Genes involved in host glycan monosaccharide hydrolysis and catabolism are frequently identified in GH156-encoding genomes. Genomes are grouped at the taxonomic family level, and the proportion of genomes encoding a function is represented by opacity (percent genomes with that gene = percent opacity). The families are grouped by phyla.

In general, GH156-encoding organisms appear to be capable of participating in N- and O-glycan catabolism by releasing and/or metabolizing the various monosaccharide constituents. Interestingly, all of these taxonomic families contain genes for GH33, which commonly display sialidase activity, potentially implying that these organisms exploit structurally distinct sialosides from diverse dietary and/or host sources. N-Acetylneuraminate lyase (EC 4.1.3.3) catalyzes the first committed step in sialic acid catabolism. Its gene was identified in MAGs from 7 of the families across all three phyla, and each of the families lacking an N-acetylneuraminate lyase gene encoded either sialate O-acetylesterase (EC 3.1.1.53), which liberates acetate from free or glycosidically linked sialic acid, or N-acylglucosamine 2-epimerase (EC 5.1.3.8), which participates in sialic acid and N-acetylmannosamine catabolism.

Genes encoding mannose-6-P isomerase (EC 5.1.3.8) were represented across all genomes, as well as at least one gene encoding a GH family member associated with mannose release from N-glycans (especially GH92 and GH130), excepting f__UBA644. Notably, none of the three f__UBA644 genomes annotated exceeded 90% completeness (Table S2), providing a plausible explanation for the absence of genes linked to mannose metabolism.
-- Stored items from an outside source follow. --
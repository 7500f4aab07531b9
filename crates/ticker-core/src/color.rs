// File: crates/ticker-core/src/color.rs
// Summary: CSS color parsing, sentiment hues and two-color linear gradients.

use skia_safe as skia;

use crate::error::{Error, Result};

/// Ascending hue (`#56c9ac`).
pub const ASC_COLOR: skia::Color = skia::Color::from_argb(255, 0x56, 0xc9, 0xac);
/// Descending hue (`#ed5565`).
pub const DESC_COLOR: skia::Color = skia::Color::from_argb(255, 0xed, 0x55, 0x65);

/// Direction of a value's change.
#[derive(Clone, Copy, Debug, PartialEq, Eq, Hash)]
pub enum Sentiment {
    Ascending,
    Descending,
}

impl Sentiment {
    /// Non-negative changes are ascending.
    pub fn of_change(change: f64) -> Self {
        if change >= 0.0 { Sentiment::Ascending } else { Sentiment::Descending }
    }

    /// Trend of a series: last value compared with the first. Empty and
    /// single-point series count as ascending.
    pub fn of_series(values: &[f64]) -> Self {
        match (values.first(), values.last()) {
            (Some(first), Some(last)) => Self::of_change(last - first),
            _ => Sentiment::Ascending,
        }
    }

    pub fn color(&self) -> skia::Color {
        match self {
            Sentiment::Ascending => ASC_COLOR,
            Sentiment::Descending => DESC_COLOR,
        }
    }

    /// Faint vertical wash under a sparkline, in the sentiment hue.
    pub fn fill_gradient(&self) -> Gradient {
        let c = self.color();
        Gradient::vertical(with_alpha(c, 0.08), with_alpha(c, 0.02))
    }
}

#[derive(Clone, Copy, Debug, PartialEq, Eq)]
pub enum GradientDirection {
    TopToBottom,
    LeftToRight,
}

/// Two-stop linear gradient, resolved to a shader against concrete bounds.
#[derive(Clone, Copy, Debug, PartialEq)]
pub struct Gradient {
    pub start: skia::Color,
    pub end: skia::Color,
    pub direction: GradientDirection,
}

impl Gradient {
    pub fn new(start: skia::Color, end: skia::Color, direction: GradientDirection) -> Self {
        Self { start, end, direction }
    }

    pub fn vertical(start: skia::Color, end: skia::Color) -> Self {
        Self::new(start, end, GradientDirection::TopToBottom)
    }

    pub fn shader(&self, bounds: skia::Rect) -> Option<skia::Shader> {
        let (p0, p1) = match self.direction {
            GradientDirection::TopToBottom => (
                skia::Point::new(bounds.left, bounds.top),
                skia::Point::new(bounds.left, bounds.bottom),
            ),
            GradientDirection::LeftToRight => (
                skia::Point::new(bounds.left, bounds.top),
                skia::Point::new(bounds.right, bounds.top),
            ),
        };
        let colors = [self.start, self.end];
        skia::Shader::linear_gradient((p0, p1), &colors[..], None, skia::TileMode::Clamp, None, None)
    }
}

/// Solid color or gradient used to fill an area.
#[derive(Clone, Copy, Debug, PartialEq)]
pub enum Fill {
    Solid(skia::Color),
    Gradient(Gradient),
}

impl Fill {
    /// Configure `paint` to use this fill over `bounds`.
    pub fn apply(&self, paint: &mut skia::Paint, bounds: skia::Rect) {
        match self {
            Fill::Solid(c) => {
                paint.set_color(*c);
            }
            Fill::Gradient(g) => {
                paint.set_color(skia::Color::BLACK);
                paint.set_shader(g.shader(bounds));
            }
        }
    }
}

/// Replace the alpha channel with `alpha` in `0.0..=1.0`.
pub fn with_alpha(c: skia::Color, alpha: f32) -> skia::Color {
    let a = (alpha.clamp(0.0, 1.0) * 255.0).round() as u8;
    skia::Color::from_argb(a, c.r(), c.g(), c.b())
}

/// Parse a CSS color: `#rgb`, `#rrggbb`, `#rrggbbaa`, `rgb(r,g,b)`,
/// `rgba(r,g,b,a)` or one of `white`, `black`, `transparent`.
pub fn parse_css_color(input: &str) -> Result<skia::Color> {
    let s = input.trim();
    let bad = || Error::config(format!("unparsable color '{input}'"));

    match s.to_ascii_lowercase().as_str() {
        "white" => return Ok(skia::Color::WHITE),
        "black" => return Ok(skia::Color::BLACK),
        "transparent" => return Ok(skia::Color::TRANSPARENT),
        _ => {}
    }

    if let Some(hex) = s.strip_prefix('#') {
        let nibble = |i: usize| u8::from_str_radix(&hex[i..i + 1], 16).map_err(|_| bad());
        let byte = |i: usize| u8::from_str_radix(&hex[i..i + 2], 16).map_err(|_| bad());
        if !hex.is_ascii() {
            return Err(bad());
        }
        return match hex.len() {
            3 => Ok(skia::Color::from_rgb(nibble(0)? * 17, nibble(1)? * 17, nibble(2)? * 17)),
            6 => Ok(skia::Color::from_rgb(byte(0)?, byte(2)?, byte(4)?)),
            8 => Ok(skia::Color::from_argb(byte(6)?, byte(0)?, byte(2)?, byte(4)?)),
            _ => Err(bad()),
        };
    }

    let lower = s.to_ascii_lowercase();
    let body = lower
        .strip_prefix("rgba(")
        .or_else(|| lower.strip_prefix("rgb("))
        .and_then(|rest| rest.strip_suffix(')'))
        .ok_or_else(bad)?;
    let parts: Vec<&str> = body.split(',').map(str::trim).collect();
    let channel = |p: &str| -> Result<u8> {
        let v: f32 = p.parse().map_err(|_| bad())?;
        Ok(v.round().clamp(0.0, 255.0) as u8)
    };
    match parts.as_slice() {
        [r, g, b] => Ok(skia::Color::from_rgb(channel(r)?, channel(g)?, channel(b)?)),
        [r, g, b, a] => {
            let alpha: f32 = a.parse().map_err(|_| bad())?;
            Ok(with_alpha(skia::Color::from_rgb(channel(r)?, channel(g)?, channel(b)?), alpha))
        }
        _ => Err(bad()),
    }
}
// File: crates/ticker-core/src/config.rs
// Summary: Runtime configuration (fonts, cache sizing, fetch timeout) loaded from the environment.

use std::num::NonZeroUsize;
use std::path::PathBuf;
use std::str::FromStr;
use std::time::Duration;

use crate::error::{Error, Result};
use crate::response_cache;

pub const ENV_FONT_PATH: &str = "TICKER_FONT_PATH";
pub const ENV_FONT_FAMILY: &str = "TICKER_FONT_FAMILY";
pub const ENV_IMAGE_CACHE_CAPACITY: &str = "TICKER_IMAGE_CACHE_CAPACITY";
pub const ENV_RESPONSE_CACHE_CAPACITY: &str = "TICKER_RESPONSE_CACHE_CAPACITY";
pub const ENV_RESPONSE_CACHE_TTL_SECS: &str = "TICKER_RESPONSE_CACHE_TTL_SECS";
pub const ENV_FETCH_TIMEOUT_SECS: &str = "TICKER_FETCH_TIMEOUT_SECS";
pub const ENV_TOKEN_PALETTE: &str = "TICKER_TOKEN_PALETTE";

#[derive(Clone, Debug, PartialEq)]
pub struct RenderConfig {
    pub font_path: PathBuf,
    pub font_family: String,
    pub image_cache_capacity: NonZeroUsize,
    pub response_cache_capacity: NonZeroUsize,
    pub response_cache_ttl: Duration,
    pub fetch_timeout: Duration,
    /// JSON file of per-token color overrides.
    pub token_palette: Option<PathBuf>,
}

impl Default for RenderConfig {
    fn default() -> Self {
        Self {
            font_path: PathBuf::from("assets/fonts/inter/Inter-Regular.ttf"),
            font_family: "Inter".to_string(),
            image_cache_capacity: NonZeroUsize::new(256).unwrap_or(NonZeroUsize::MIN),
            response_cache_capacity: NonZeroUsize::new(response_cache::DEFAULT_CAPACITY)
                .unwrap_or(NonZeroUsize::MIN),
            response_cache_ttl: response_cache::DEFAULT_TTL,
            fetch_timeout: Duration::from_secs(10),
            token_palette: None,
        }
    }
}

impl RenderConfig {
    /// Defaults overridden by `TICKER_*` environment variables.
    pub fn from_env() -> Result<Self> {
        Self::from_lookup(|key| std::env::var(key).ok())
    }

    /// Same as [`RenderConfig::from_env`] with an explicit variable source.
    pub fn from_lookup(lookup: impl Fn(&str) -> Option<String>) -> Result<Self> {
        let mut cfg = Self::default();
        let get = |key: &str| lookup(key).map(|v| v.trim().to_string()).filter(|v| !v.is_empty());

        if let Some(v) = get(ENV_FONT_PATH) {
            cfg.font_path = PathBuf::from(v);
        }
        if let Some(v) = get(ENV_FONT_FAMILY) {
            cfg.font_family = v;
        }
        if let Some(v) = get(ENV_IMAGE_CACHE_CAPACITY) {
            cfg.image_cache_capacity = parse_var(ENV_IMAGE_CACHE_CAPACITY, &v)?;
        }
        if let Some(v) = get(ENV_RESPONSE_CACHE_CAPACITY) {
            cfg.response_cache_capacity = parse_var(ENV_RESPONSE_CACHE_CAPACITY, &v)?;
        }
        if let Some(v) = get(ENV_RESPONSE_CACHE_TTL_SECS) {
            cfg.response_cache_ttl = Duration::from_secs(parse_var(ENV_RESPONSE_CACHE_TTL_SECS, &v)?);
        }
        if let Some(v) = get(ENV_FETCH_TIMEOUT_SECS) {
            cfg.fetch_timeout = Duration::from_secs(parse_var(ENV_FETCH_TIMEOUT_SECS, &v)?);
        }
        if let Some(v) = get(ENV_TOKEN_PALETTE) {
            cfg.token_palette = Some(PathBuf::from(v));
        }
        Ok(cfg)
    }
}

fn parse_var<T: FromStr>(key: &str, value: &str) -> Result<T>
where
    T::Err: std::fmt::Display,
{
    value.parse().map_err(|e| Error::config(format!("{key}={value:?}: {e}")))
}

#[cfg(test)]
mod tests {
    use super::*;
    use std::collections::HashMap;

    fn lookup(pairs: &[(&str, &str)]) -> impl Fn(&str) -> Option<String> {
        let map: HashMap<String, String> = pairs.iter().map(|(k, v)| (k.to_string(), v.to_string())).collect();
        move |k| map.get(k).cloned()
    }

    #[test]
    fn defaults() {
        let cfg = RenderConfig::from_lookup(|_| None).unwrap();
        assert_eq!(cfg, RenderConfig::default());
        assert_eq!(cfg.font_family, "Inter");
        assert_eq!(cfg.image_cache_capacity.get(), 256);
        assert_eq!(cfg.response_cache_capacity.get(), 500);
        assert_eq!(cfg.response_cache_ttl, Duration::from_secs(300));
        assert_eq!(cfg.fetch_timeout, Duration::from_secs(10));
    }

    #[test]
    fn overrides() {
        let cfg = RenderConfig::from_lookup(lookup(&[
            (ENV_FONT_FAMILY, "Roboto"),
            (ENV_RESPONSE_CACHE_TTL_SECS, "60"),
            (ENV_IMAGE_CACHE_CAPACITY, " 32 "),
            (ENV_TOKEN_PALETTE, "palette.json"),
        ]))
        .unwrap();
        assert_eq!(cfg.font_family, "Roboto");
        assert_eq!(cfg.response_cache_ttl, Duration::from_secs(60));
        assert_eq!(cfg.image_cache_capacity.get(), 32);
        assert_eq!(cfg.token_palette, Some(PathBuf::from("palette.json")));
    }

    #[test]
    fn invalid_numbers_are_config_errors() {
        let err = RenderConfig::from_lookup(lookup(&[(ENV_RESPONSE_CACHE_CAPACITY, "0")])).unwrap_err();
        assert!(matches!(err, Error::Config(ref m) if m.contains(ENV_RESPONSE_CACHE_CAPACITY)));
        assert!(RenderConfig::from_lookup(lookup(&[(ENV_FETCH_TIMEOUT_SECS, "ten")])).is_err());
    }
}
// File: crates/ticker-core/src/types.rs
// Summary: Shared types and constants (chart sizes, card sizes, insets, theme/size selectors).

use std::fmt;
use std::str::FromStr;

use crate::error::Error;

/// Large chart surface, used for the full ticker card.
pub const LARGE_WIDTH: i32 = 660;
pub const LARGE_HEIGHT: i32 = 500;

/// Small chart surface, used for sparklines.
pub const SMALL_WIDTH: i32 = 456;
pub const SMALL_HEIGHT: i32 = 200;

/// Compact ticker card surface.
pub const COMPACT_WIDTH: i32 = 236;
pub const COMPACT_HEIGHT: i32 = 133;

/// Screen margins, in pixels.
/// Contract: all fields are non-negative.
#[derive(Clone, Copy, Debug, PartialEq, Eq)]
pub struct Insets {
    pub left: u32,
    pub right: u32,
    pub top: u32,
    pub bottom: u32,
}

impl Insets {
    pub const fn new(left: u32, right: u32, top: u32, bottom: u32) -> Self {
        Self { left, right, top, bottom }
    }
    /// Uniform inset on every side.
    pub const fn uniform(v: u32) -> Self {
        Self::new(v, v, v, v)
    }
}

#[derive(Clone, Copy, Debug, PartialEq, Eq, Hash, Default)]
pub enum ThemeKind {
    #[default]
    Dark,
    Light,
}

impl ThemeKind {
    pub fn as_str(&self) -> &'static str {
        match self {
            ThemeKind::Dark => "dark",
            ThemeKind::Light => "light",
        }
    }
}

impl FromStr for ThemeKind {
    type Err = Error;

    fn from_str(s: &str) -> Result<Self, Self::Err> {
        match s.trim().to_ascii_lowercase().as_str() {
            "dark" => Ok(ThemeKind::Dark),
            "light" => Ok(ThemeKind::Light),
            other => Err(Error::config(format!("unknown theme '{other}'"))),
        }
    }
}

impl fmt::Display for ThemeKind {
    fn fmt(&self, f: &mut fmt::Formatter<'_>) -> fmt::Result {
        f.write_str(self.as_str())
    }
}

#[derive(Clone, Copy, Debug, PartialEq, Eq, Hash, Default)]
pub enum ChartSize {
    #[default]
    Large,
    Small,
}

impl ChartSize {
    /// Pixel dimensions (width, height) of the chart surface.
    pub const fn dimensions(&self) -> (i32, i32) {
        match self {
            ChartSize::Large => (LARGE_WIDTH, LARGE_HEIGHT),
            ChartSize::Small => (SMALL_WIDTH, SMALL_HEIGHT),
        }
    }

    /// Tick and legend font size.
    pub const fn font_size(&self) -> f32 {
        match self {
            ChartSize::Large => 16.0,
            ChartSize::Small => 12.0,
        }
    }

    pub fn as_str(&self) -> &'static str {
        match self {
            ChartSize::Large => "large",
            ChartSize::Small => "small",
        }
    }
}

impl FromStr for ChartSize {
    type Err = Error;

    fn from_str(s: &str) -> Result<Self, Self::Err> {
        match s.trim().to_ascii_lowercase().as_str() {
            "large" => Ok(ChartSize::Large),
            "small" => Ok(ChartSize::Small),
            other => Err(Error::config(format!("unknown size '{other}'"))),
        }
    }
}

impl fmt::Display for ChartSize {
    fn fmt(&self, f: &mut fmt::Formatter<'_>) -> fmt::Result {
        f.write_str(self.as_str())
    }
}

#[cfg(test)]
mod tests {
    use super::*;

    #[test]
    fn parses_theme_and_size() {
        assert_eq!("Dark".parse::<ThemeKind>().unwrap(), ThemeKind::Dark);
        assert_eq!(" light ".parse::<ThemeKind>().unwrap(), ThemeKind::Light);
        assert!("sepia".parse::<ThemeKind>().is_err());
        assert_eq!("small".parse::<ChartSize>().unwrap().dimensions(), (456, 200));
        assert_eq!(ChartSize::Large.dimensions(), (660, 500));
    }
}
N-Acetyl-d-glucosamine/N-acetyl-d-galactosamine-6-phosphate deacetylase (3.5.1.25) and glucosamine/galactosamine-6-phosphate deaminase (3.5.99.6) play critical roles in GlcNAc and GalNAc degradation, and genes encoding these functions were identified in all families, except for f__UBA644. As well, several GH families were frequently observed across the genomes examined. Prominent examples include members of the exo-acting GH20 family, which are critical for HexNAc removal from host glycans, the GH18 family, which includes endo-acting β-N-acetyl glucosaminidases active against the N-glycan chitobiose core, and the α-GalNAc hydrolases GH109 and GH129, members of which have not been extensively studied, though representative substrates include the blood group A antigen and mucin GalNAc-α1-Ser/Thr (48).

The most common genes identified dedicated to galactose catabolism included those encoding aldose 1-epimerase (5.1.3.3) of the Leloir pathway and galactonate dehydratase (EC 4.2.1.6). Commonly observed galactosidase-containing GH families include GH110, members of which have been implicated in group B blood antigen hydrolysis. Both fucosidase GH families with members active on host glycans, GH29 and GH95, were frequently detected, as were l-fucose degradation I pathway constituents. The Tannerellaceae genomes were notably devoid of fucose-metabolizing genes, though they encoded GH29 and GH95, suggesting that these organisms might release fucose into the environment to the benefit of cross-feeders. For example, Bacteroides thetaiotaomicron cannot metabolize Neu5Ac but uses sialidases to access the underlying glycan, the constituents of which it can utilize, and releases Neu5Ac in the process (56).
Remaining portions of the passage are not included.